**** Data to examine

//! Per-connection serving.
//!
//! # Responsibilities
//! - Serve HTTP/1.1 and HTTP/2 on one accepted TCP stream
//! - Make the peer address visible to handlers as `ConnectInfo`
//! - Bound header reads with the configured read timeout
//! - Drain gracefully when the server starts shutting down
//! - Drop the connection when a request overran its deadline

use std::convert::Infallible;
use std::net::SocketAddr;
use std::sync::atomic::{AtomicU64, Ordering};
use std::time::Duration;

use axum::{extract::ConnectInfo, http::Request, response::Response, Router};
use hyper::body::Incoming;
use hyper_util::rt::{TokioExecutor, TokioIo, TokioTimer};
use hyper_util::server::conn::auto;
use hyper_util::service::TowerToHyperService;
use tokio::net::TcpStream;
use tokio::sync::watch;
use tower::ServiceExt;

use crate::http::middleware::deadline::{timed_out, RequestTimedOut};

/// Global atomic counter for connection IDs.
static CONNECTION_ID_COUNTER: AtomicU64 = AtomicU64::new(1);

/// Unique identifier for a connection, used in debug logs.
#[derive(Debug, Clone, Copy, PartialEq, Eq, Hash)]
pub struct ConnectionId(u64);

impl ConnectionId {
    pub fn new() -> Self {
        Self(CONNECTION_ID_COUNTER.fetch_add(1, Ordering::Relaxed))
    }
}

impl Default for ConnectionId {
    fn default() -> Self {
        Self::new()
    }
}

impl std::fmt::Display for ConnectionId {
    fn fmt(&self, f: &mut std::fmt::Formatter<'_>) -> std::fmt::Result {
        write!(f, "conn-{}", self.0)
    }
}

/// Serve one connection until the client leaves or draining completes.
///
/// When `drain` changes, the connection finishes its in-flight request and
/// closes instead of waiting for the next one.
pub async fn serve_connection(
    stream: TcpStream,
    peer: SocketAddr,
    router: Router,
    mut drain: watch::Receiver<bool>,
    read_timeout: Duration,
) {
    let id = ConnectionId::new();
    tracing::trace!(connection_id = %id, peer = %peer, "connection accepted");

    let service = router
        .map_request(move |mut request: Request<Incoming>| {
            request.extensions_mut().insert(ConnectInfo(peer));
            request
        })
        .map_result(abort_timed_out);
    let service = TowerToHyperService::new(service);

    let mut builder = auto::Builder::new(TokioExecutor::new());
    builder
        .http1()
        .timer(TokioTimer::new())
        .header_read_timeout(read_timeout);

    let connection = builder.serve_connection_with_upgrades(TokioIo::new(stream), service);
    tokio::pin!(connection);

    let result = tokio::select! {
        result = connection.as_mut() => result,
        _ = drain.changed() => {
            connection.as_mut().graceful_shutdown();
            connection.await
        }
    };

    if let Err(err) = result {
        tracing::debug!(connection_id = %id, error = %err, "connection closed with error");
    }
    tracing::trace!(connection_id = %id, "connection closed");
}

/// Turn a deadline-tagged response into a service error, which makes hyper
/// close the connection instead of writing the response.
fn abort_timed_out(result: Result<Response, Infallible>) -> Result<Response, RequestTimedOut> {
    let response = match result {
        Ok(response) => response,
        Err(never) => match never {},
    };
    match timed_out(&response) {
        Some(err) => Err(err),
        None => Ok(response),
    }
}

********

All that is wanted is the set of lines from the one with "if let Err(err)" through the last line of the entries, both included, output exactly.

▶ _Reply_:
    if let Err(err) = result {
        tracing::debug!(connection_id = %id, error = %err, "connection closed with error");
    }
    tracing::trace!(connection_id = %id, "connection closed");
}

/// Turn a deadline-tagged response into a service error, which makes hyper
/// close the connection instead of writing the response.
fn abort_timed_out(result: Result<Response, Infallible>) -> Result<Response, RequestTimedOut> {
    let response = match result {
        Ok(response) => response,
        Err(never) => match never {},
    };
    match timed_out(&response) {
        Some(err) => Err(err),
        None => Ok(response),
    }
}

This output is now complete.